On the other side of the transactions, these large established institutions are seeking a new user experience and a new generation of users, Aschettino said. By acquiring fintech companies, legacy institutions embrace new technologies, participate in new revenue streams and absorb companies that have long been seen as threats to their existing business models, he added.
Potential Headwinds
Whereas the outlook for fintech deals is positive overall, the global economy faces some macro-level headwinds that could impact fintech mergers and acquisitions, including the effect of the coronavirus outbreak on the global supply chain and overall economic sentiment.
Jacobson noted that the virus and the upcoming U.S. presidential election may add some uncertainty as to whether the fintech deal boom will continue at pace.
The impact of coronavirus has largely halted mergers and acquisitions activity and slowed public offerings in China and its adjoining regions, but that chill could spread to cross-border transactions beyond Southeast Asia if the outbreak continues.
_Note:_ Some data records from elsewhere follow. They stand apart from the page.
#![forbid(unsafe_code)]

use std::collections::{HashMap, HashSet};

use miette::Diagnostic;
use sable_hir::{
    BinOp, CaseDef, Expr, Function, LValue, PathElem, Program, RecordDef, Stmt, Type, UnaryOp,
    UnionDef,
};
use thiserror::Error;

#[derive(Debug, Error, Diagnostic)]
#[error("C backend error: {message}")]
#[diagnostic(code(sable::backend_c))]
pub struct CBackendError {
    pub message: String,
}

pub struct CArtifacts {
    pub runtime_h: String,
    pub module_c: String,
}

pub fn emit_program(program: &Program) -> Result<CArtifacts, CBackendError> {
    let runtime_h = emit_runtime_h();
    let module_c = Emitter::new(program).emit()?;
    Ok(CArtifacts {
        runtime_h,
        module_c,
    })
}

fn emit_runtime_h() -> String {
    let mut out = String::new();
    out.push_str("#pragma once\n");
    out.push_str("#include <stdint.h>\n");
    out.push_str("#include <stdbool.h>\n");
    out.push_str("#include <stddef.h>\n\n");
    out.push_str("typedef uint8_t sable_unit;\n\n");
    out.push_str("typedef struct sable_array {\n");
    out.push_str("  void *data;\n");
    out.push_str("  size_t len;\n");
    out.push_str("} sable_array;\n");
    out
}

struct Emitter<'a> {
    program: &'a Program,
    out: String,
    indent: usize,
    tmp: u32,
}
#![forbid(unsafe_code)]

mod error;
mod parser;

use sable_lex::Lexer;

pub use error::ParseError;
pub use parser::Parser;

pub fn parse_interface(src: &str) -> Result<sable_ast::ModuleInterface, ParseError> {
    let tokens = Lexer::new(src).lex()?;
    Parser::new(&tokens).parse_interface()
}

pub fn parse_module_body(src: &str) -> Result<sable_ast::ModuleBody, ParseError> {
    let tokens = Lexer::new(src).lex()?;
    Parser::new(&tokens).parse_body()
}

pub fn parse_expr(src: &str) -> Result<sable_ast::Expr, ParseError> {
    let tokens = Lexer::new(src).lex()?;
    let mut parser = Parser::new(&tokens);
    let expr = parser.parse_expr()?;
    parser.expect_eof()?;
    Ok(expr)
}

pub fn parse_type_spec(src: &str) -> Result<sable_ast::TypeSpec, ParseError> {
    let tokens = Lexer::new(src).lex()?;
    let mut parser = Parser::new(&tokens);
    let spec = parser.parse_type_spec()?;
    parser.expect_eof()?;
    Ok(spec)
}
#![forbid(unsafe_code)]

use std::fmt;

use miette::Diagnostic;
use sable_ast::Span;
use sable_parse::ParseError;
use serde::Serialize;
use thiserror::Error;

/// A piece of an error message. `Code` fragments name program constructs
/// (identifiers, types, operators) and render quoted.
#[derive(Clone, Debug, PartialEq, Serialize)]
#[serde(tag = "kind", content = "text", rename_all = "snake_case")]
pub enum Fragment {
    Text(String),
    Code(String),
}

/// An error message composed of fragments.
#[derive(Clone, Debug, Default, PartialEq, Serialize)]
#[serde(transparent)]
pub struct ErrorText {
    fragments: Vec<Fragment>,
}

impl ErrorText {
    pub fn new() -> Self {
        Self::default()
    }

    pub fn text(mut self, s: impl Into<String>) -> Self {
        self.fragments.push(Fragment::Text(s.into()));
        self
    }

    pub fn code(mut self, s: impl Into<String>) -> Self {
        self.fragments.push(Fragment::Code(s.into()));
        self
    }

    pub fn fragments(&self) -> &[Fragment] {
        &self.fragments
    }
}

impl From<&str> for ErrorText {
    fn from(s: &str) -> Self {
        ErrorText::new().text(s)
    }
}

impl From<String> for ErrorText {
    fn from(s: String) -> Self {
        ErrorText::new().text(s)
    }
}

impl fmt::Display for ErrorText {
    fn fmt(&self, f: &mut fmt::Formatter<'_>) -> fmt::Result {
        for fragment in &self.fragments {
            match fragment {
                Fragment::Text(s) => f.write_str(s)?,
                Fragment::Code(s) => write!(f, "'{s}'")?,
            }
        }
        Ok(())
    }
}

#[derive(Debug, Error, Diagnostic)]
#[error("declaration error: {message}")]
#[diagnostic(code(sable::decl))]
pub struct DeclarationError {
    pub message: ErrorText,
    #[label]
    pub span: Option<Span>,
}

#[derive(Debug, Error, Diagnostic)]
#[error("type error: {message}")]
#[diagnostic(code(sable::ty))]
pub struct TypeError {
    pub message: ErrorText,
    #[label]
    pub span: Option<Span>,
}

#[derive(Debug, Error, Diagnostic)]
#[error("linearity error: {message}")]
#[diagnostic(code(sable::linearity))]
pub struct LinearityError {
    pub message: ErrorText,
    #[label]
    pub span: Option<Span>,
}

#[derive(Debug, Error, Diagnostic)]
#[error("instance error: {message}")]
#[diagnostic(code(sable::instance))]
pub struct InstanceError {
    pub message: ErrorText,
    #[label]
    pub span: Option<Span>,
}

/// An invariant the compiler believed to hold was violated; always a bug.
#[derive(Debug, Error, Diagnostic)]
#[error("internal error: {message}")]
#[diagnostic(code(sable::internal))]
pub struct InternalError {
    pub message: ErrorText,
    #[label]
    pub span: Option<Span>,
}

#[derive(Debug, Error, Diagnostic)]
pub enum CompileError {
    #[error(transparent)]
    #[diagnostic(transparent)]
    Parse(#[from] ParseError),

    #[error(transparent)]
    #[diagnostic(transparent)]
    Declaration(#[from] DeclarationError),

    #[error(transparent)]
    #[diagnostic(transparent)]
    Type(#[from] TypeError),

    #[error(transparent)]
    #[diagnostic(transparent)]
    Linearity(#[from] LinearityError),

    #[error(transparent)]
    #[diagnostic(transparent)]
    Instance(#[from] InstanceError),

    #[error(transparent)]
    #[diagnostic(transparent)]
    Internal(#[from] InternalError),
}

impl CompileError {
    pub fn kind(&self) -> &'static str {
        match self {
            CompileError::Parse(_) => "ParseError",
            CompileError::Declaration(_) => "DeclarationError",
            CompileError::Type(_) => "TypeError",
            CompileError::Linearity(_) => "LinearityError",
            CompileError::Instance(_) => "InstanceError",
            CompileError::Internal(_) => "InternalError",
        }
    }

    pub fn fragments(&self) -> Vec<Fragment> {
        match self {
            CompileError::Parse(e) => vec![Fragment::Text(e.message.clone())],
            CompileError::Declaration(e) => e.message.fragments().to_vec(),
            CompileError::Type(e) => e.message.fragments().to_vec(),
            CompileError::Linearity(e) => e.message.fragments().to_vec(),
            CompileError::Instance(e) => e.message.fragments().to_vec(),
            CompileError::Internal(e) => e.message.fragments().to_vec(),
        }
    }

    pub fn span(&self) -> Option<Span> {
        match self {
            CompileError::Parse(e) => Some(e.span),
            CompileError::Declaration(e) => e.span,
            CompileError::Type(e) => e.span,
            CompileError::Linearity(e) => e.span,
            CompileError::Instance(e) => e.span,
            CompileError::Internal(e) => e.span,
        }
    }

    /// Attach a span if the error does not already carry one. Used by the
    /// statement/expression walkers to adorn errors raised deeper down.
    pub fn adorn(mut self, span: Span) -> Self {
        match &mut self {
            CompileError::Parse(_) => {}
            CompileError::Declaration(e) => {
                e.span.get_or_insert(span);
            }
            CompileError::Type(e) => {
                e.span.get_or_insert(span);
            }
            CompileError::Linearity(e) => {
                e.span.get_or_insert(span);
            }
            CompileError::Instance(e) => {
                e.span.get_or_insert(span);
            }
            CompileError::Internal(e) => {
                e.span.get_or_insert(span);
            }
        }
        self
    }

    /// Rendered message without the kind prefix; tests match on this.
    pub fn message(&self) -> String {
        match self {
            CompileError::Parse(e) => e.message.clone(),
            CompileError::Declaration(e) => e.message.to_string(),
            CompileError::Type(e) => e.message.to_string(),
            CompileError::Linearity(e) => e.message.to_string(),
            CompileError::Instance(e) => e.message.to_string(),
            CompileError::Internal(e) => e.message.to_string(),
        }
    }
}

#[cfg(test)]
mod tests {
    use super::*;

    #[test]
    fn fragments_render_with_code_quoting() {
        let msg = ErrorText::new()
            .text("value ")
            .code("r")
            .text(" used after being consumed");
        assert_eq!(msg.to_string(), "value 'r' used after being consumed");
    }

    #[test]
    fn adorn_does_not_overwrite_an_existing_span() {
        let err: CompileError = TypeError {
            message: "unknown type".into(),
            span: Some(sable_ast::span(3, 4)),
        }
        .into();
        let adorned = err.adorn(sable_ast::span(10, 2));
        assert_eq!(adorned.span(), Some(sable_ast::span(3, 4)));
    }

    #[test]
    fn adorn_fills_a_missing_span() {
        let err: CompileError = TypeError {
            message: "unknown type".into(),
            span: None,
        }
        .into();
        let adorned = err.adorn(sable_ast::span(10, 2));
        assert_eq!(adorned.span(), Some(sable_ast::span(10, 2)));
    }
}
China-focused mergers and acquisitions activity is down more than 20% from last year, while proceeds have plummeted by more than half, according to research firm Dealogic. Initial public offerings in China are actually up from last year, though much of that activity occurred in early January before the severity of the outbreak was widely known.
Uncertainty over the extent of the outbreak and its full macroeconomic impact, which could make it harder for market players to determine valuations, is compounding problems.
While Jacobson doesn't think the 2020 deals so far will trip any regulatory wires, he suggested that in the years to come, as the economy becomes increasingly cross-border, oversight from the Committee on Foreign Investment in the United States may increase for fintech deals.